Red Bull not suddenly in ‘crisis’ – Sainz

Carlos Sainz has rubbished suggestions that Red Bull is suddenly ‘in crisis’ at the Singapore GP.

The Spaniard, and his Ferrari teammate Charles Leclerc, resumed their new Monza-style competitiveness in Singapore on Friday – while the Red Bulls were a huge 7 tenths behind.

“The gap is far too big,” said Dr Helmut Marko.

One suspicion is that Red Bull has been hurt by the FIA’s newly-enforced clampdown on flexible bodywork and wings.

“We’ve never really had any flexible front wing or whatever,” Max Verstappen insisted.

But Marko admitted: “We have a new floor and we haven’t managed to find a good balance. We were constantly oversteering and understeering.

“We have to rack our brains overnight and find something for qualifying,” he added.

Marko admits Red Bull’s 2023 car is still competitive on longer runs, but it is clear that the energy drink-owned team is not bluffing about its concerns.

“We can’t find a balance,” said Verstappen, who has won a record ten races on the trot. Teammate Sergio Perez added: “Every time I brake, I’m afraid I’ll end up in the wall.”

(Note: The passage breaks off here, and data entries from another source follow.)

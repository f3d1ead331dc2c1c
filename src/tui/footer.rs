use crate::app::AppState;
use ratatui::layout::Rect;
use ratatui::style::{Color, Style};
use ratatui::text::{Line, Span};
use ratatui::widgets::{Block, Borders, Paragraph};
use ratatui::Frame;

fn hints(state: &AppState, narrow: bool) -> &'static [(&'static str, &'static str)] {
    match (state.is_detail(), narrow) {
        (true, true) => &[("j/k", "scroll"), ("o", "open"), ("q", "back")],
        (true, false) => &[
            ("↑↓/jk", "scroll"),
            ("o", "open in browser"),
            ("Esc/q/h", "back"),
            ("^C", "quit"),
        ],
        (false, true) => &[
            ("j/k", "nav"),
            ("Enter", "open"),
            ("r", "refresh"),
            ("q", "quit"),
        ],
        (false, false) => &[
            ("↑↓/jk", "navigate"),
            ("PgUp/PgDn", "page"),
            ("Enter/click", "details"),
            ("o", "browser"),
            ("r", "refresh"),
            ("q", "quit"),
        ],
    }
}

pub fn render(f: &mut Frame, area: Rect, state: &AppState) {
    let narrow = area.width < crate::app::NARROW_WIDTH_THRESHOLD;

    let mut spans: Vec<Span> = Vec::new();
    for (i, (key, desc)) in hints(state, narrow).iter().enumerate() {
        if i > 0 {
            spans.push(Span::raw(" "));
        }
        spans.push(Span::styled(*key, Style::default().fg(Color::Cyan)));
        spans.push(Span::styled(
            format!(" {desc}"),
            Style::default().fg(Color::DarkGray),
        ));
    }

    let footer = Paragraph::new(Line::from(spans)).block(
        Block::default()
            .borders(Borders::TOP)
            .border_style(Style::default().fg(Color::DarkGray)),
    );
    f.render_widget(footer, area);
}
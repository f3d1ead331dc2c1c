use crate::app::Build;
use crate::jenkins::error::{FetchError, Result};
use crate::jenkins::{parser, resolver};
use reqwest::StatusCode;
use std::time::Duration;

/// Number of builds requested per fetch.
pub const BUILD_COUNT: u32 = 50;

/// Field projection understood by the server's `api/json` endpoint.
pub const TREE_PROJECTION: &str =
    "appData[info[buildHistoryTabs,builds[*,commit[*],cause[*],parameters[*]]]]";

/// Branch tab covering every branch of the job.
pub const BRANCH_TAB: &str = "All";

/// HTTP client bound to a single org/repo job.
#[derive(Debug, Clone)]
pub struct JenkinsClient {
    http: reqwest::Client,
    job_url: String,
}

impl JenkinsClient {
    pub fn new(server_url: &str, repo: &str, timeout: Option<Duration>) -> Result<Self> {
        let job_url = resolver::resolve(server_url, repo)?;
        let mut builder = reqwest::Client::builder()
            .user_agent(concat!("jhw/", env!("CARGO_PKG_VERSION")));
        if let Some(timeout) = timeout {
            builder = builder.timeout(timeout);
        }
        let http = builder.build()?;
        Ok(Self { http, job_url })
    }

    pub fn job_url(&self) -> &str {
        &self.job_url
    }

    pub fn history_url(&self) -> String {
        format!("{}api/json/", self.job_url)
    }

    pub fn build_url(&self, number: u64) -> String {
        resolver::build_url(&self.job_url, number)
    }

    /// Fetches the latest `BUILD_COUNT` builds across all branches.
    pub async fn fetch_history(&self) -> Result<Vec<Build>> {
        let url = self.history_url();
        let count = BUILD_COUNT.to_string();
        tracing::debug!("GET {url}");

        let resp = self
            .http
            .get(&url)
            .query(&[
                ("tree", TREE_PROJECTION),
                ("branchTab", BRANCH_TAB),
                ("count", count.as_str()),
            ])
            .send()
            .await?;

        let status = resp.status();
        if status != StatusCode::OK {
            return Err(FetchError::HttpStatus {
                status: status.as_u16(),
                url,
            });
        }

        let body = resp.text().await?;
        let builds = parser::parse_history(&body)?;
        tracing::info!("fetched {} builds from {url}", builds.len());
        Ok(builds)
    }
}
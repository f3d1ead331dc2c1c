use crate::app::Build;
use crate::jenkins::error::{FetchError, Result};

#[derive(serde::Deserialize)]
struct HistoryResponse {
    #[serde(rename = "appData")]
    app_data: AppData,
}

#[derive(serde::Deserialize)]
struct AppData {
    info: BuildInfo,
}

#[derive(serde::Deserialize)]
struct BuildInfo {
    builds: Vec<serde_json::Value>,
}

/// Extracts `appData.info.builds` from a history response body.
///
/// The envelope must be present. Records decode field by field, so a bad value
/// only blanks its own cell; a record that is not an object becomes an empty row.
pub fn parse_history(json: &str) -> Result<Vec<Build>> {
    let resp: HistoryResponse = serde_json::from_str(json)
        .map_err(|e| FetchError::MalformedResponse(format!("expected appData.info.builds: {e}")))?;
    Ok(resp
        .app_data
        .info
        .builds
        .into_iter()
        .enumerate()
        .map(|(idx, value)| decode_build(idx, value))
        .collect())
}

fn decode_build(idx: usize, value: serde_json::Value) -> Build {
    serde_json::from_value(value).unwrap_or_else(|e| {
        tracing::warn!("build record {idx} could not be decoded: {e}");
        Build::default()
    })
}
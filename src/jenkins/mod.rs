pub mod client;
pub mod error;
pub mod fetcher;
pub mod parser;
pub mod resolver;

pub use client::JenkinsClient;
pub use error::FetchError;
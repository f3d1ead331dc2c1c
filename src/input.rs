use crossterm::event::{
    KeyCode, KeyEvent, KeyEventKind, KeyModifiers, MouseButton, MouseEvent, MouseEventKind,
};

#[derive(Debug, PartialEq, Eq)]
pub enum Action {
    Quit,
    DismissError,
    MoveUp,
    MoveDown,
    PageUp,
    PageDown,
    Top,
    Bottom,
    Select,
    Back,
    Refresh,
    OpenBrowser,
    /// Left click at a terminal row (absolute coordinates).
    Click(u16),
    None,
}

/// Which screen is on top of the navigation stack.
#[derive(Debug, Clone, Copy, PartialEq, Eq, Default)]
pub enum ScreenKind {
    #[default]
    History,
    Detail,
}

/// Captures the UI state needed to interpret an input event.
#[derive(Debug, Clone, Default)]
pub struct InputContext {
    pub has_error: bool,
    pub is_loading: bool,
    pub screen: ScreenKind,
}

pub fn map_key(key: KeyEvent, ctx: &InputContext) -> Action {
    if key.kind != KeyEventKind::Press {
        return Action::None;
    }

    // Ctrl+C always quits
    if key.code == KeyCode::Char('c') && key.modifiers.contains(KeyModifiers::CONTROL) {
        return Action::Quit;
    }

    let shared = match key.code {
        KeyCode::Up | KeyCode::Char('k') => Some(Action::MoveUp),
        KeyCode::Down | KeyCode::Char('j') => Some(Action::MoveDown),
        KeyCode::PageUp => Some(Action::PageUp),
        KeyCode::PageDown => Some(Action::PageDown),
        KeyCode::Home | KeyCode::Char('g') => Some(Action::Top),
        KeyCode::End | KeyCode::Char('G') => Some(Action::Bottom),
        KeyCode::Char('o') => Some(Action::OpenBrowser),
        _ => None,
    };
    if let Some(action) = shared {
        return action;
    }

    match ctx.screen {
        ScreenKind::Detail => match key.code {
            KeyCode::Esc if ctx.has_error => Action::DismissError,
            KeyCode::Esc
            | KeyCode::Backspace
            | KeyCode::Left
            | KeyCode::Char('q' | 'h') => Action::Back,
            _ => Action::None,
        },
        ScreenKind::History => match key.code {
            KeyCode::Char('q') => Action::Quit,
            KeyCode::Esc => {
                if ctx.has_error {
                    Action::DismissError
                } else {
                    Action::Quit
                }
            }
            KeyCode::Enter | KeyCode::Right | KeyCode::Char('l' | ' ') => Action::Select,
            KeyCode::Char('r') if !ctx.is_loading => Action::Refresh,
            _ => Action::None,
        },
    }
}

pub fn map_mouse(mouse: MouseEvent, ctx: &InputContext) -> Action {
    match mouse.kind {
        MouseEventKind::Down(MouseButton::Left) if ctx.screen == ScreenKind::History => {
            Action::Click(mouse.row)
        }
        MouseEventKind::ScrollUp => Action::MoveUp,
        MouseEventKind::ScrollDown => Action::MoveDown,
        _ => Action::None,
    }
}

Marko adds: “The drivers have no trust in the car. It’s also unusual that Perez is two to three tenths faster than Max.”

Verstappen continued: “We tried a lot, but nothing worked.”

Also clear is that Red Bull’s situation has been worsened by Ferrari’s suddenly much more competitive car – as was the case two weeks ago at Monza.

“Tomorrow they will probably react and find some speed,” said Ferrari boss Frederic Vasseur, “but it’s true that when you are under a lot of pressure you start to make a few mistakes.

“But what goes on at Red Bull is none of our business,” he told Sky Italia. “For us, we were already strong in Monte Carlo.

“We like the two extremes – Monza with little downforce and street circuits with a lot.”

As for Sainz, he doesn’t believe Red Bull is in major trouble.

“Red Bull in crisis? I don’t believe that for a moment,” he insisted. “People should look at their long runs – they were the fastest.

“Yes we have started well, yes we are a little surprised ourselves. And we know that a dominant car doesn’t mean you always dominate in Singapore, which we also saw with Mercedes when they were dominating.

“But to automatically conclude that we will be in pole position would be presumptuous,” Sainz said.

F1’s most experienced driver, Fernando Alonso, smiled when asked about Red Bull’s problems.

“They will correct the error by Saturday,” he said. “For when it matters.”

Marko had predicted before Red Bull arrived in Singapore that Ferrari would pose a challenge this weekend.

“There is only one type of corner here,” he said. “That helps Ferrari.”